He felt, as he went down, that perhaps he would have done better to be candid with Pratt. Why make any bones about an incident capable, no doubt, of a simple explanation? The tramp, if tramp he was, had, of course, the objection of his kind to being found on enclosed premises, even though they were a ruin. Yet it was strange that he had left no tracks--had he not? Armstrong was suddenly aware of something that had hitherto escaped him. There was no dust, no litter on the stairs. Singular phenomenon in a long-deserted house! And surely the floor of the room in which Pratt now stood, unlike the other floors, was clear. It, and the staircase, must have been swept. Why? Not for tidiness--no tramp would bother about that. For what, then? Secrecy? Dusty floors would leave tell-tale marks--and with the thought Armstrong hurried down to the room in which the figure had been seen, and examined the floor. Yes! besides the footprints of himself and Pratt between door and window, there were others along the wall at the back of the room. The fellow must have slipped out with the speed of a hare. Armstrong perceived at once the clumsiness of the attempt at secrecy, for the very fact that some of the floors were swept gave the game away. At the same time, he was puzzled to account for the man's motive. The island was deserted; it was no longer the scene of picnics; the villagers avoided it; why then should a casual visitor--for there was no evidence of continuous occupation--be at the pains even to try to cover up his movements? The strange oppression of the previous night returned upon Armstrong's mind, and he roamed about the lower floor in a mood of curious expectancy.

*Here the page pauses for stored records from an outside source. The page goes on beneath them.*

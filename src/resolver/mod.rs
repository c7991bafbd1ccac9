//! File resolution over heterogeneous backing stores.
//!
//! A [`FileResolver`] is the capability set every backing store exposes to
//! catalogers: path, glob, and MIME lookups, content and metadata access, and
//! a lazy enumeration of every entry. All operations are read-only; a built
//! resolver can be shared across threads and queried concurrently.
//!
//! Lookup misses are never errors for the batch operations: a path that does
//! not resolve to a regular file is skipped silently. Content and metadata
//! access on a missing location return a not-found error
//! ([`CatalogError::is_not_found`](crate::error::CatalogError::is_not_found)).

mod archive;
mod cancel;
mod entry;
pub mod glob;
pub mod mime;
mod stream;

pub use archive::{ArchiveBuildError, ArchiveResolver};
pub use cancel::CancellationToken;
pub use entry::ArchiveEntry;
pub use stream::LocationStream;

use crate::error::Result;
use crate::model::{FileMetadata, Location};
use std::io::Read;

/// The interface every backing store implements.
pub trait FileResolver: Send + Sync {
    /// Locations of the regular files the given paths resolve to.
    ///
    /// A path naming a symlink or hardlink is followed one hop; paths that do
    /// not end at a regular file are skipped.
    fn files_by_path(&self, paths: &[&str]) -> Result<Vec<Location>>;

    /// Locations of regular files whose stored path matches any pattern.
    ///
    /// Patterns use recursive glob syntax (`**` spans directories). A
    /// malformed pattern fails the whole call.
    fn files_by_glob(&self, patterns: &[&str]) -> Result<Vec<Location>>;

    /// Locations of regular files whose sniffed content type is one of `types`.
    ///
    /// An empty `types` yields an empty result.
    fn files_by_mime_type(&self, types: &[&str]) -> Result<Vec<Location>>;

    /// Reader over the content at the location's real path.
    fn file_contents_by_location(&self, location: &Location) -> Result<Box<dyn Read + Send>>;

    /// Structural metadata for the location's real path.
    fn file_metadata_by_location(&self, location: &Location) -> Result<FileMetadata>;

    /// Whether the path exists; links must have an existing target (one hop).
    fn has_path(&self, path: &str) -> bool;

    /// Resolve `path` as a sibling of `anchor`.
    ///
    /// Layered stores restrict the lookup to the anchor's layer and below;
    /// single-filesystem stores ignore the anchor.
    fn relative_file_by_path(&self, anchor: &Location, path: &str) -> Option<Location>;

    /// Every indexed entry, files and directories, without link resolution.
    ///
    /// Produced lazily by a background producer that stops when `cancel`
    /// fires or the returned stream is dropped.
    fn all_locations(&self, cancel: &CancellationToken) -> LocationStream;
}
impl ArchiveResolver {
    fn from_index(index: ArchiveIndex) -> Self {
        Self {
            index: Arc::new(index),
            channel_capacity: DEFAULT_CHANNEL_CAPACITY,
        }
    }

    fn build<R: Read>(
        reader: R,
        config: &ArchiveConfig,
    ) -> std::result::Result<Self, ArchiveBuildError> {
        let mut index = ArchiveIndex::new(&config.filesystem_id);
        let outcome = index.ingest(reader, config.max_entry_bytes);
        tracing::debug!(
            entries = index.entries.len(),
            complete = outcome.is_ok(),
            "indexed archive"
        );
        match outcome {
            Ok(()) => Ok(Self::from_index(index)),
            Err(error) => Err(ArchiveBuildError::new(error, Self::from_index(index))),
        }
    }

    /// Index an uncompressed tar stream.
    pub fn from_reader<R: Read>(
        reader: R,
        config: &ArchiveConfig,
    ) -> std::result::Result<Self, ArchiveBuildError> {
        Self::build(reader, config)
    }

    /// Index a gzip-compressed tar stream.
    pub fn from_gzip_reader<R: Read>(
        reader: R,
        config: &ArchiveConfig,
    ) -> std::result::Result<Self, ArchiveBuildError> {
        Self::build(GzDecoder::new(reader), config)
    }

    /// Index a tar stream, decompressing it when it starts with the gzip magic.
    pub fn from_reader_auto<R: Read>(
        reader: R,
        config: &ArchiveConfig,
    ) -> std::result::Result<Self, ArchiveBuildError> {
        let mut reader = BufReader::new(reader);
        let gzipped = match reader.fill_buf() {
            Ok(head) => head.starts_with(&GZIP_MAGIC),
            Err(e) => {
                let error = CatalogError::decode("sniffing compression", e.to_string());
                return Err(ArchiveBuildError::new(
                    error,
                    Self::from_index(ArchiveIndex::new(&config.filesystem_id)),
                ));
            }
        };
        if gzipped {
            Self::from_gzip_reader(reader, config)
        } else {
            Self::from_reader(reader, config)
        }
    }

    /// Index the archive at `path` using the configured compression.
    pub fn open(
        path: impl AsRef<Path>,
        config: &ArchiveConfig,
    ) -> std::result::Result<Self, ArchiveBuildError> {
        let path = path.as_ref();
        let file = File::open(path).map_err(|e| {
            ArchiveBuildError::new(
                CatalogError::io(path, e),
                Self::from_index(ArchiveIndex::new(&config.filesystem_id)),
            )
        })?;
        match config.compression {
            Compression::Auto => Self::from_reader_auto(file, config),
            Compression::Gzip => Self::from_gzip_reader(file, config),
            Compression::None => Self::from_reader(BufReader::new(file), config),
        }
    }

    /// Set the handoff queue size used by [`FileResolver::all_locations`].
    #[must_use]
    pub fn with_channel_capacity(mut self, capacity: usize) -> Self {
        self.channel_capacity = capacity.max(1);
        self
    }

    /// Number of distinct entry names indexed.
    #[must_use]
    pub fn entry_count(&self) -> usize {
        self.index.entries.len()
    }

    /// Filesystem id stamped on every location this resolver returns.
    #[must_use]
    pub fn filesystem_id(&self) -> &str {
        &self.index.filesystem_id
    }

    /// Raw entries in archive order.
    pub fn entries(&self) -> impl Iterator<Item = &ArchiveEntry> {
        self.index.entries.values()
    }

    /// SHA-256 of the content at the location's real path.
    pub fn file_digest_by_location(&self, location: &Location) -> Result<FileDigest> {
        let content = self.content(location)?;
        Ok(FileDigest::new("sha256", sha256_hex(&content)))
    }

    /// Non-empty content stored at the real path itself; links have none.
    fn content(&self, location: &Location) -> Result<Arc<[u8]>> {
        let path = location.real_path();
        self.index
            .lookup(path)
            .and_then(ArchiveEntry::non_empty_content)
            .cloned()
            .or_not_found(path)
    }
}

He came once more to the kitchen, and noticed that between it and the scullery was a closed door--the only door that remained in the house. Instinctively bracing himself, he turned the handle; the door opened, disclosing a dark hole and a downward flight of stone steps. He went down into the darkness, at the foot of the steps struck a match, and found himself in a low, spacious cellar, empty except for a strewing of coal dust. As the match flickered out he caught sight of something white in a corner. Striking another, he crossed the floor and picked up a jagged scrap of paper, slightly brown along one edge. At the same moment he observed a little heap of paper ashes.

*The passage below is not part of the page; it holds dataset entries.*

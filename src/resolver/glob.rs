//! Recursive glob matching over stored archive paths.

use crate::error::{CatalogError, Result};
use crate::utils::normalize_path;
use globset::{GlobBuilder, GlobMatcher};

/// A compiled glob pattern.
///
/// `*` and `?` never cross a `/`; `**` spans any number of directories.
#[derive(Debug, Clone)]
pub struct PathMatcher {
    pattern: String,
    matcher: GlobMatcher,
}

impl PathMatcher {
    /// The pattern as given.
    #[must_use]
    pub fn pattern(&self) -> &str {
        &self.pattern
    }

    /// Match a stored path, also trying it without a leading `./` or `/`.
    #[must_use]
    pub fn is_match(&self, path: &str) -> bool {
        if self.matcher.is_match(path) {
            return true;
        }
        let normalized = normalize_path(path);
        normalized != path && self.matcher.is_match(normalized)
    }
}

/// Compile one pattern, surfacing malformed syntax as an invalid-pattern error.
pub fn compile(pattern: &str) -> Result<PathMatcher> {
    let glob = GlobBuilder::new(pattern)
        .literal_separator(true)
        .backslash_escape(true)
        .build()
        .map_err(|e| CatalogError::invalid_pattern(pattern, e.kind().to_string()))?;
    Ok(PathMatcher {
        pattern: pattern.to_string(),
        matcher: glob.compile_matcher(),
    })
}

/// Compile every pattern, failing on the first malformed one.
pub fn compile_all(patterns: &[&str]) -> Result<Vec<PathMatcher>> {
    patterns.iter().map(|p| compile(p)).collect()
}

#[cfg(test)]
mod tests {
    use super::*;

    #[test]
    fn test_double_star_spans_directories() {
        let m = compile("**/*.txt").unwrap();
        assert!(m.is_match("a/b.txt"));
        assert!(m.is_match("d/e/f.txt"));
        assert!(!m.is_match("a/c.md"));
    }

    #[test]
    fn test_single_star_stays_in_segment() {
        let m = compile("a/*.txt").unwrap();
        assert!(m.is_match("a/b.txt"));
        assert!(!m.is_match("a/x/b.txt"));
    }

    #[test]
    fn test_matches_normalized_form() {
        let m = compile("usr/bin/*").unwrap();
        assert!(m.is_match("./usr/bin/rg"));
        assert!(m.is_match("/usr/bin/rg"));
    }

    #[test]
    fn test_malformed_pattern() {
        let err = compile("[a").unwrap_err();
        assert!(err.is_invalid_pattern());
        assert!(compile_all(&["**/*.txt", "[a"]).is_err());
    }
}
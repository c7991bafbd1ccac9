#![no_main]
use libfuzzer_sys::fuzz_target;

/// Fuzz glob compilation and matching.
///
/// The first line is the pattern, the rest are candidate paths. Invalid
/// patterns must be reported as errors.
fuzz_target!(|data: &[u8]| {
    if let Ok(s) = std::str::from_utf8(data) {
        let mut lines = s.lines();
        let Some(pattern) = lines.next() else {
            return;
        };
        if let Ok(matcher) = sbom_catalog::resolver::glob::compile(pattern) {
            for path in lines {
                let _ = matcher.is_match(path);
            }
        }
    }
});
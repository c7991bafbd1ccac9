//! Content-addressable identity for catalog artifacts.
//!
//! An identity is the xxh3 hash of a value's canonical JSON encoding. The
//! encoding goes through [`serde_json::Value`], whose object maps are ordered
//! by key, so field order and hash-map iteration order never leak into the
//! result. Identical structural content yields the identical identity in any
//! process, on any platform.

use crate::error::{CatalogError, Result};
use crate::utils::content_hash;
use serde::{Deserialize, Serialize};
use std::fmt;

/// Stable identifier derived from an artifact's structural content.
///
/// An empty id means "unknown identity": derivation failed for this value.
/// All empty ids compare equal, so callers must check [`ArtifactId::is_empty`]
/// before treating two ids as proof that two artifacts are the same.
#[derive(Debug, Clone, Default, PartialEq, Eq, Hash, PartialOrd, Ord, Serialize, Deserialize)]
#[serde(transparent)]
pub struct ArtifactId(String);

impl ArtifactId {
    /// The unknown identity.
    #[must_use]
    pub const fn empty() -> Self {
        Self(String::new())
    }

    /// Wrap an identifier computed elsewhere (e.g. read back from a document).
    pub fn from_raw(value: impl Into<String>) -> Self {
        Self(value.into())
    }

    /// Get the identifier string
    #[must_use]
    pub fn as_str(&self) -> &str {
        &self.0
    }

    /// Returns true when derivation failed for the underlying value
    #[must_use]
    pub fn is_empty(&self) -> bool {
        self.0.is_empty()
    }
}

impl fmt::Display for ArtifactId {
    fn fmt(&self, f: &mut fmt::Formatter<'_>) -> fmt::Result {
        f.write_str(&self.0)
    }
}

/// An entity exposing a stable identity.
pub trait Identifiable {
    /// The entity's identity; empty if it could not be derived.
    fn id(&self) -> ArtifactId;
}

/// Canonical byte encoding of `value`.
pub fn canonical_bytes<T: Serialize + ?Sized>(value: &T) -> Result<Vec<u8>> {
    let canonical = serde_json::to_value(value)?;
    Ok(serde_json::to_vec(&canonical)?)
}

/// Derive an identity, surfacing encoding failures.
pub fn try_derive_identity<T: Serialize + ?Sized>(value: &T) -> Result<ArtifactId> {
    let bytes = canonical_bytes(value).map_err(|e| {
        CatalogError::validation(format!(
            "unable to canonically encode {}: {e}",
            std::any::type_name::<T>()
        ))
    })?;
    Ok(ArtifactId(format!("{:016x}", content_hash(&bytes))))
}

/// Derive an identity, degrading to [`ArtifactId::empty`] on failure.
///
/// Failure never aborts the caller; it is logged as a warning.
pub fn derive_identity<T: Serialize + ?Sized>(value: &T) -> ArtifactId {
    match try_derive_identity(value) {
        Ok(id) => id,
        Err(e) => {
            tracing::warn!(
                type_name = std::any::type_name::<T>(),
                "identity derivation failed, treating identity as unknown: {e}"
            );
            ArtifactId::empty()
        }
    }
}

#[cfg(test)]
mod tests {
    use super::*;
    use std::collections::{BTreeMap, HashMap};

    #[derive(Serialize)]
    struct Record {
        name: String,
        tags: HashMap<String, String>,
    }

    fn record(pairs: &[(&str, &str)]) -> Record {
        Record {
            name: "zlib".to_string(),
            tags: pairs
                .iter()
                .map(|(k, v)| ((*k).to_string(), (*v).to_string()))
                .collect(),
        }
    }

    #[test]
    fn test_identity_is_deterministic() {
        let a = record(&[("a", "1"), ("b", "2"), ("c", "3")]);
        let b = record(&[("c", "3"), ("a", "1"), ("b", "2")]);
        assert_eq!(derive_identity(&a), derive_identity(&a));
        assert_eq!(derive_identity(&a), derive_identity(&b));
        assert_eq!(derive_identity(&a).as_str().len(), 16);
    }

    #[test]
    fn test_identity_changes_with_content() {
        let a = record(&[("a", "1")]);
        let b = record(&[("a", "2")]);
        assert_ne!(derive_identity(&a), derive_identity(&b));
    }

    #[test]
    fn test_unencodable_value_yields_empty_identity() {
        let mut bad: BTreeMap<(u8, u8), u8> = BTreeMap::new();
        bad.insert((1, 2), 3);

        assert!(try_derive_identity(&bad).is_err());
        let id = derive_identity(&bad);
        assert!(id.is_empty());
        assert_eq!(id, ArtifactId::empty());
    }

    #[test]
    fn test_display_and_serde_are_transparent() {
        let id = ArtifactId::from_raw("00ff");
        assert_eq!(id.to_string(), "00ff");
        assert_eq!(serde_json::to_string(&id).unwrap(), "\"00ff\"");
    }
}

Throwing down the match he trod upon it, and turned, intending to examine the paper in the daylight above. Pratt's voice shouting, and a sound of some one leaping down the staircase to the hall, caused him to spring up the steps two at a time.

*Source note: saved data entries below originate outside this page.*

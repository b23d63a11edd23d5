/// Time primitives
#[derive(Copy, Clone, Debug, PartialEq, PartialOrd, Default)]
pub struct Time(pub f64); // seconds

impl Time {
    pub const ZERO: Self = Time(0.0);

    pub fn seconds(self) -> f64 {
        self.0
    }

    pub fn advanced(self, dt_s: f64) -> Self {
        Time(self.0 + dt_s.max(0.0))
    }
}

/// Converts milliseconds, the unit the UI timers are authored in, to seconds.
pub fn millis(ms: f64) -> f64 {
    ms / 1000.0
}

"What's up?" he shouted back, unable to distinguish Pratt's words.
He reached the hall just in time to see Pratt dash through the doorway and sprint at headlong pace towards the river. Stuffing the paper into his pocket, Armstrong doubled after him. Pratt was already plunging into the thicket, and, when Armstrong came within sight of the channel, the other had flung off his cap and blazer, and was diving into the stream.
[image]"THE OTHER WAS DIVING INTO THE STREAM."
[image]
[image]
"THE OTHER WAS DIVING INTO THE STREAM."
"What mad trick----"
He cut short his exclamation, for his long strides had brought him to the pier, and he saw the cause of Pratt's desperate haste. The motor-boat, broadside to the stream, was drifting down the channel. Already it was some thirty yards beyond the spot where Pratt had taken the water, and Pratt was swimming after it with the ease of a water-rat.
Feeling that there was no reason why himself should get soaked too, Armstrong forged his way through the vegetation at the brink of the channel, but made slow progress compared with the swimmer. Pratt was rapidly overhauling the boat. Watching him, instead of his own steps, Armstrong tripped over a creeper, and fell headlong. By the time he had picked himself up, Pratt had disappeared. Armstrong's momentary anxiety was banished by the sight of the boat moving slowly in towards the shore of the island.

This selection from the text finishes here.